LinkSet as described in the previous article is a tiny library created in order to relieve programmers from declaring listener interfaces. It utilizes Java 5 features and was designed to be a drop in replacement for a conventional “listener interface + anonymous class” solution. Now it has an event bus functionality.

Introduction

When I created LinkSet (http://code.google.com/p/linkset) I thought about listeners, but after some time I realized that the same mechanism can be used to create simple to use event buses.

Working with Event Buses

If you want to find out how to use a basic Linkset functionality, please read the previous article.

An Event

In order to use an event bus, you need to declare an event type. An event can be of any type. It doesn't need to implement any interface or subclass any class. It can be any Java object, even as simple as this...

package package com.mycompany.project1;

public class Event {

}

Simple Event Bus

The code below shows how to implement a class that can emit events.

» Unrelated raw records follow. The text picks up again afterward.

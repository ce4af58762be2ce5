//! Session lifecycle entry points: bootstrap, login, recovery and logout.

use std::sync::Arc;

use hireline_core::Identity;

use crate::auth_client::AuthClient;
use crate::bootstrap::{write_confirmed_roles, SessionBootstrapper, SessionState};
use crate::credentials::CredentialStore;
use crate::error::{Result, SessionError};
use crate::role_cookie::RoleCookieSync;

/// Owns the client-side session.
///
/// The manager is the only writer of the credential store besides the
/// bootstrapper it wraps; every write is followed by the matching role-cookie
/// write or clear.
pub struct SessionManager<A>
where
    A: AuthClient,
{
    store: Arc<CredentialStore>,
    auth: Arc<A>,
    cookies: Arc<dyn RoleCookieSync>,
    bootstrapper: SessionBootstrapper<A>,
}

impl<A> SessionManager<A>
where
    A: AuthClient,
{
    /// Create a session manager.
    #[must_use]
    pub fn new(store: Arc<CredentialStore>, auth: Arc<A>, cookies: Arc<dyn RoleCookieSync>) -> Self {
        let bootstrapper =
            SessionBootstrapper::new(Arc::clone(&store), Arc::clone(&auth), Arc::clone(&cookies));
        Self {
            store,
            auth,
            cookies,
            bootstrapper,
        }
    }

    /// Get the credential store.
    #[must_use]
    pub const fn store(&self) -> &Arc<CredentialStore> {
        &self.store
    }

    /// Run (or join) the one-time session recovery.
    pub async fn bootstrap(&self) -> SessionState {
        self.bootstrapper.run().await
    }

    /// Returns `true` once the one-time recovery has finished.
    #[must_use]
    pub fn is_initialized(&self) -> bool {
        self.bootstrapper.is_initialized()
    }

    /// The authentication state, or `None` until recovery has finished.
    ///
    /// Conditional network calls must wait for `Some`.
    #[must_use]
    pub fn session_state(&self) -> Option<SessionState> {
        if !self.bootstrapper.is_initialized() {
            return None;
        }
        Some(if self.store.is_authenticated() {
            SessionState::Authenticated
        } else {
            SessionState::Guest
        })
    }

    /// Complete a login for which only the bearer token is known.
    ///
    /// The identity is looked up with that token before anything is stored.
    ///
    /// # Errors
    ///
    /// Returns an error if the identity lookup fails; the store is left as it was.
    pub async fn login(&self, token: &str) -> Result<Identity> {
        let identity = self.auth.current_identity(token).await?;
        self.login_with_identity(token, identity.clone()).await;
        Ok(identity)
    }

    /// Complete a login whose response already carried the identity.
    pub async fn login_with_identity(&self, token: &str, identity: Identity) {
        let roles = identity.roles.clone();
        tracing::info!(user_id = %identity.id, "Signed in");
        self.store.set_auth(token, identity);
        write_confirmed_roles(&self.store, self.cookies.as_ref(), &roles).await;
    }

    /// Mint a new bearer token after a call was rejected as unauthorized.
    ///
    /// The gateway never retries; callers that want one more attempt call
    /// this and then repeat their request.
    ///
    /// # Errors
    ///
    /// Returns [`SessionError::SessionExpired`] if there is no identity to
    /// recover or the refresh fails. The session is fully cleared in that case.
    pub async fn recover(&self) -> Result<()> {
        let Some(identity) = self.store.identity() else {
            return Err(SessionError::SessionExpired);
        };

        match self.auth.refresh().await {
            Ok(token) => {
                self.store.update_access_token(token);
                tracing::debug!(user_id = %identity.id, "Access token renewed");
                Ok(())
            }
            Err(err) => {
                tracing::info!(kind = %err.kind, "Access token renewal failed, signing out");
                self.clear_local().await;
                Err(SessionError::SessionExpired)
            }
        }
    }

    /// Sign out.
    ///
    /// The server-side session is invalidated on a best-effort basis; local
    /// state is cleared whatever the outcome.
    pub async fn logout(&self) {
        if let Err(err) = self.auth.logout().await {
            tracing::warn!(error = %err, "Server logout failed, clearing local session anyway");
        }
        self.clear_local().await;
        tracing::info!("Signed out");
    }

    async fn clear_local(&self) {
        self.store.clear_auth();
        if let Err(err) = self.cookies.clear().await {
            tracing::warn!(error = %err, "Failed to clear role cookie");
        }
    }
}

package com.mycompany.project1;

import org.linkset.DefaultListenerManager;
import org.linkset.ListenerManager;
import org.linkset.MethodPointer;

public class EventSource {

 	public static EventBus eventBus = new SimpleEventBus();   
	
	public void fireEvents() {
		
		eventBus.fire(new Event());
	}
}

The class declares a static event bus object and then fires an event. It doesn't need any runtime or compilation support to work.

Event Handler

The following code shows how to implement a class that provides methods that listen to events.

package com.mycompany.project1;

import org.linkset.HandlerMethod;
import org.linkset.MethodPointer;

public class EventHandler {

    public EventHandler() {

        EventSource.eventBus.add(Event.class, this, "eventHandler");
    }

    @HandlerMethod(id = "eventHandler")
    private void eventHandler(final Event event) {

        System.out.println("Event handled.");
    }
}

The class declares a method that handles an event and registers itself as a handler of a particular type of events with a single line...

EventSource.eventBus.add(Event.class, this, "eventHandler");

Hierarchy Aware Event Bus

LinkSet makes it possible to utilize an event type hierarchy information. If you want, for example, to monitor some set of event types, you can register an event handler that handles all events that are subtypes of a particular type.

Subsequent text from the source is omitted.